No es reciente la preocupación por la maquinización o la tecnologización ni respecto a qué actividades irá remplazando. Quizá la tendencia a producir conocimiento mediante la lectura estratégica asistida por software ha llamado la atención de algunos, especialmente en las humanidades, que ven acercarse al enemigo a su ciudadela. McGann (2014, p. 2) sostiene, en un texto sobre la academia en la era digital, que “el conocimiento textual y editorial, a menudo marginalizado en los estudios humanos como un dominio estrechamente técnico, debe ser nuevamente movido al centro de la atención humanista”. Y Manovich (2013, p. 8), quizá mucho más provocadoramente, ha señalado que el último reducto de la tecnología, su motor, el software, ha pasado casi inadvertido por quienes, no obstante, han venido dando cuenta de los cambios que la tecnología ha producido en la sociedad contemporánea. Así, sostiene que
El software es el pegamento invisible que mantiene todo junto… si la electricidad y el motor de combustión hicieron la sociedad industrial posible, el software de manera similar permite la sociedad global de la información. Los “trabajadores del conocimiento”, los “analistas de símbolos”, las “industrias creativas” y las “industrias de servicio” -ninguno de estos actores económicos claves de la sociedad de la información pudiera existir sin software… Paradójicamente, mientras científicos sociales, filósofos, críticos culturales y teóricos de los medios y los nuevos medios parecen por ahora cubrir todos los aspectos de la revolución de las tecnologías de la información, creando nuevas disciplinas como los estudios de ciberculturas, estudios de internet, estudios de juegos, teoría de nuevos medios, cultura digital y humanidades digitales, el motor subyacente que mueve a estos sujetos -el software- ha recibido comparativamente poca atención.
¿Por qué esta escasa atención al software justo cuando algunas de las prácticas más fundamentales de la vida académica, como la lectura y la escritura, se han transformado profundamente a partir de éste?
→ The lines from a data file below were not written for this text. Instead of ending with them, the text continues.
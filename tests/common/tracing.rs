use std::sync::Once;

/// Initialize the global tracing subscriber once (used by tests that run with `RUST_LOG`).
pub fn init_tracing_from_env() {
    static INIT: Once = Once::new();
    INIT.call_once(|| {
        let env_filter = tracing_subscriber::EnvFilter::from_default_env();

        let subscriber = tracing_subscriber::fmt()
            .with_env_filter(env_filter)
            .with_writer(std::io::stdout);
        let _ = subscriber.try_init();
    });
}
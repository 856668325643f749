use thiserror::Error;

/// Errors surfaced by tree store access.
///
/// A failed listing is always distinguishable from an empty directory:
/// an empty directory is `Ok(vec![])`, never an error, and an error never
/// yields a partial result.
#[derive(Debug, Error)]
pub enum StoreError {
    /// The revision is unknown, the path is absent from the snapshot, or
    /// the path does not designate a directory where one is required.
    #[error("not found: {target}")]
    NotFound { target: String },

    /// The underlying store is unreachable or corrupt. Not retried within
    /// a single browse action.
    #[error("store I/O failure")]
    Io(#[from] std::io::Error),
}

impl StoreError {
    pub(crate) fn not_found(revision: &str, path: Option<&str>) -> Self {
        StoreError::NotFound {
            target: match path {
                Some(p) => format!("{revision}:{p}"),
                None => format!("{revision}:/"),
            },
        }
    }

    pub fn is_not_found(&self) -> bool {
        matches!(self, StoreError::NotFound { .. })
    }
}
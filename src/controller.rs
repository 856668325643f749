use std::collections::{HashMap, HashSet};

use crate::entry::TreeEntry;
use crate::error::StoreError;
use crate::provider::TreeChildProvider;
use crate::store::TreeStore;

/// Fallback bound on singleton-chain auto-descend. The chain is bounded by
/// the snapshot's actual directory depth, but that depth is repository
/// content and therefore externally influenced.
pub const DEFAULT_MAX_DESCEND_DEPTH: usize = 4096;

/// Per-node expansion state within one navigation session.
///
/// `Expanded` is sticky here: collapsing is a pure UI concern handled by the
/// embedding tree widget, not by this controller.
#[derive(Debug, Clone, Copy, PartialEq, Eq)]
pub enum ExpansionState {
    Collapsed,
    Expanded,
}

/// Notified when the user picks a breadcrumb segment or tree node.
pub trait SelectionDispatcher {
    fn on_select(&mut self, entry: &TreeEntry);
}

/// Mediates between an expandable-tree consumer and [`TreeChildProvider`],
/// adding lazy fetching and singleton-chain auto-descend.
///
/// One controller is one navigation session, bound to one revision: its
/// expansion state and children cache start empty and are discarded with it.
pub struct LazyTreeController<'a> {
    provider: TreeChildProvider<'a>,
    revision: String,
    expanded: HashSet<Option<String>>,
    children_cache: HashMap<Option<String>, Vec<TreeEntry>>,
    max_descend_depth: usize,
    dispatcher: Option<Box<dyn SelectionDispatcher + 'a>>,
}

impl<'a> LazyTreeController<'a> {
    pub fn new(store: &'a dyn TreeStore, revision: impl Into<String>) -> Self {
        Self {
            provider: TreeChildProvider::new(store),
            revision: revision.into(),
            expanded: HashSet::new(),
            children_cache: HashMap::new(),
            max_descend_depth: DEFAULT_MAX_DESCEND_DEPTH,
            dispatcher: None,
        }
    }

    pub fn with_max_descend_depth(mut self, depth: usize) -> Self {
        self.max_descend_depth = depth;
        self
    }

    pub fn with_dispatcher(mut self, dispatcher: Box<dyn SelectionDispatcher + 'a>) -> Self {
        self.dispatcher = Some(dispatcher);
        self
    }

    pub fn revision(&self) -> &str {
        &self.revision
    }

    /// Top-level nodes of the tree view: children of `start_path`, or of the
    /// repository root when `None`.
    pub fn roots(&mut self, start_path: Option<&str>) -> Result<Vec<TreeEntry>, StoreError> {
        self.children_at(start_path)
    }

    /// Whether a node can be expanded. O(1), no I/O.
    pub fn has_children(&self, entry: &TreeEntry) -> bool {
        entry.is_tree()
    }

    /// Children of a directory node, fetched lazily and cached for the rest
    /// of the session.
    pub fn children(&mut self, entry: &TreeEntry) -> Result<Vec<TreeEntry>, StoreError> {
        self.children_at(entry.path.as_deref())
    }

    /// Expand a node, auto-descending through any run of directories that
    /// each contain exactly one child directory. The chain stops at the
    /// first node whose children are empty, more than one, or whose single
    /// child is a file; a single file child is never expanded.
    ///
    /// Expanding an already-expanded node is a no-op for state; cached
    /// children avoid a redundant fetch. Expanding a file is a no-op.
    pub fn expand(&mut self, entry: &TreeEntry) -> Result<(), StoreError> {
        if !entry.is_tree() {
            return Ok(());
        }

        // Iterative on purpose: chain length is repository content, so the
        // walk must not grow the stack with it.
        let mut path = entry.path.clone();
        let mut depth = 0;
        loop {
            self.expanded.insert(path.clone());
            let children = self.children_at(path.as_deref())?;

            match children.as_slice() {
                [only] if only.is_tree() => {
                    if depth >= self.max_descend_depth {
                        tracing::warn!(
                            "auto-descend stopped at depth {depth} below {:?}",
                            entry.path
                        );
                        return Ok(());
                    }
                    depth += 1;
                    tracing::trace!("auto-descend into {:?}", only.path);
                    path = only.path.clone();
                }
                _ => return Ok(()),
            }
        }
    }

    pub fn state(&self, entry: &TreeEntry) -> ExpansionState {
        if self.expanded.contains(&entry.path) {
            ExpansionState::Expanded
        } else {
            ExpansionState::Collapsed
        }
    }

    pub fn is_expanded(&self, entry: &TreeEntry) -> bool {
        self.state(entry) == ExpansionState::Expanded
    }

    /// Paths currently expanded, sorted, root (`None`) first. Mainly for
    /// consumers that rebuild a widget from scratch.
    pub fn expanded_paths(&self) -> Vec<Option<String>> {
        let mut paths: Vec<_> = self.expanded.iter().cloned().collect();
        paths.sort();
        paths
    }

    /// Forward a user selection to the injected dispatcher, if any.
    pub fn on_select(&mut self, entry: &TreeEntry) {
        if let Some(dispatcher) = &mut self.dispatcher {
            dispatcher.on_select(entry);
        }
    }

    fn children_at(&mut self, path: Option<&str>) -> Result<Vec<TreeEntry>, StoreError> {
        let key = path.map(str::to_string);
        if let Some(cached) = self.children_cache.get(&key) {
            tracing::trace!("children cache hit for {key:?}");
            return Ok(cached.clone());
        }

        let children = self.provider.list_children(&self.revision, path)?;
        self.children_cache.insert(key, children.clone());
        Ok(children)
    }
}
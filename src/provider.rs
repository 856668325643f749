use crate::entry::TreeEntry;
use crate::error::StoreError;
use crate::store::{SnapshotGuard, TreeStore};

/// Fetches and sorts the immediate children of a directory via a
/// [`TreeStore`].
///
/// Every call opens its own scoped snapshot handle and releases it before
/// returning, whether the call succeeds or fails.
pub struct TreeChildProvider<'a> {
    store: &'a dyn TreeStore,
}

impl<'a> TreeChildProvider<'a> {
    pub fn new(store: &'a dyn TreeStore) -> Self {
        Self { store }
    }

    /// Immediate children of the directory at `path` (the root when `None`),
    /// sorted ascending by name. Deterministic across repeated calls against
    /// the same `(revision, path)`.
    ///
    /// # Errors
    ///
    /// `NotFound` when `path` is absent from the snapshot or does not
    /// designate a directory; `Io` for storage faults. An empty directory is
    /// `Ok(vec![])`, never an error.
    pub fn list_children(
        &self,
        revision: &str,
        path: Option<&str>,
    ) -> Result<Vec<TreeEntry>, StoreError> {
        let snapshot = SnapshotGuard::open(self.store, revision)?;

        if let Some(p) = path {
            let mode = snapshot.stat(p)?;
            if !mode.is_tree() {
                tracing::trace!("list_children: {revision}:{p} is not a directory");
                return Err(StoreError::not_found(revision, Some(p)));
            }
        }

        let parent = TreeEntry {
            revision: revision.to_string(),
            path: path.map(str::to_string),
            mode: crate::entry::EntryMode::Directory,
        };

        let mut children: Vec<TreeEntry> = snapshot
            .list(path)?
            .into_iter()
            .map(|(name, mode)| TreeEntry::new(revision, parent.child_path(&name), mode))
            .collect();
        children.sort();
        Ok(children)
    }
}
La respuesta puede tener varias aristas. Tal vez porque algunos siguen pensando la labor intelectual como desconectada de la materialidad, como flotando sobre los lugares y las máquinas que, en definitiva, la hacen posible (cfr.Farías y Wilkie, 2015). O porque siguen percibiendo la tecnología como neutral, sin ser capaces de entender de qué manera cada una nos altera en nuestra relación con el mundo y con otros seres humanos (cfr. Ihde, 1999). Quizá porque al ignorar el papel del software como motor, para parafrasear a Manovich, se pierde de vista hasta qué punto ciertas prácticas están estandarizadas según el supuesto optimista de que dicha estandarización permite potenciar habilidades humanas que, de otra manera, serían impensables (cfr. Busch, 2013; Rodríguez Medina, 2014c). En cualquier caso, estamos ante pensamientos que, lejos de contribuir a comprender los desafíos que hay por delante, nos distancian del problema.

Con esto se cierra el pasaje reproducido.